Through the National Stroke Programme, work will also soon start to develop Integrated Stroke Delivery Networks (ISDNs) in all areas of England, bringing people and organisations together to create the best stroke pathway possible for local populations. Creating HASUs should be a top priority. It is proven to improve outcomes and we simply cannot afford to delay a process that will save lives.
Accessing game-changing treatments
Currently, only 10% of eligible patients have access to mechanical thrombectomy, a game-changing clot-retrieval treatment that reduces the severity of the disability that a stroke can cause. In some cases, thrombectomy also saves lives.
We want all eligible patients to access this transformative treatment as soon as possible, regardless of where they live. Again, we will only make real progress here once we get the basics right – properly and efficiently organised stroke services in each region delivered round the clock and enough stroke specialists trained up to carry out these complex procedures. A new national commissioning goal (CQUIN) to encourage thrombectomy training will also help and I hope to see many local health systems taking advantage of this.
It is good to see the Long Term Plan recognises how effective thrombectomy can be and the potential cost-savings involved. On average, each patient treated with mechanical thrombectomy saves the NHS nearly £50,000 over just five years.
Ending the ‘postcode lottery’ of stroke care
Standards of stroke care today vary enormously across the country, affecting your ability to survive and recover. It is simply not good enough that 45% of stroke survivors feel abandoned after they leave hospital and are not all able to access the rehabilitation and lifelong support that they need. Last month, another CQUIN was introduced, this time to increase the numbers of stroke survivors accessing vital six-month reviews. These will enable stroke survivors to access more personalised support and help to rebuild their lives after stroke.

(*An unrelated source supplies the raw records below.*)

use crate::error::{Error, Result};
use crate::math::matrix::Matrix;

pub struct MseLoss;

impl MseLoss {
    fn ensure_same_shape(predicted: &Matrix, expected: &Matrix) -> Result<()> {
        if predicted.shape() != expected.shape() {
            return Err(Error::ShapeMismatch {
                op: "mse",
                left: predicted.shape(),
                right: expected.shape(),
            });
        }
        Ok(())
    }

    /// Scalar MSE: sum((predicted - expected)²) / rows
    ///
    /// Normalized by the number of samples (rows), not by the element count.
    pub fn loss(predicted: &Matrix, expected: &Matrix) -> Result<f64> {
        MseLoss::ensure_same_shape(predicted, expected)?;
        let diff = predicted.sub(expected)?;
        Ok(diff.map(|x| x * x).sum_all() / predicted.rows() as f64)
    }

    /// Gradient w.r.t. `predicted`: 2·(predicted - expected) / rows
    pub fn derivative(predicted: &Matrix, expected: &Matrix) -> Result<Matrix> {
        MseLoss::ensure_same_shape(predicted, expected)?;
        let diff = predicted.sub(expected)?;
        Ok(diff.mul_scalar(2.0 / predicted.rows() as f64))
    }
}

Equity of access is key here. As James Green, who has lost three of his family members to stroke and now campaigns with the Stroke Association, explains:
“For me, the overriding priority for the new National Stroke Programme is reducing the postcode lottery of care for those who have had a stroke. We must have a level field for everyone no matter where you live or your wealth.”
Priorities for the future
NHS England’s goals for stroke are rightly ambitious and they will require sustained effort and real leadership to drive through improvement. The next five years should be about translating good intentions into action. Together, we must make sure there are tangible improvements for stroke survivors and their carers. We need to be bold and accept where things are not working and design services so that everybody can access world-class stroke care. Stroke survivors deserve a better deal than they are getting today and I and others will continue to push for stroke to be the priority it needs to be.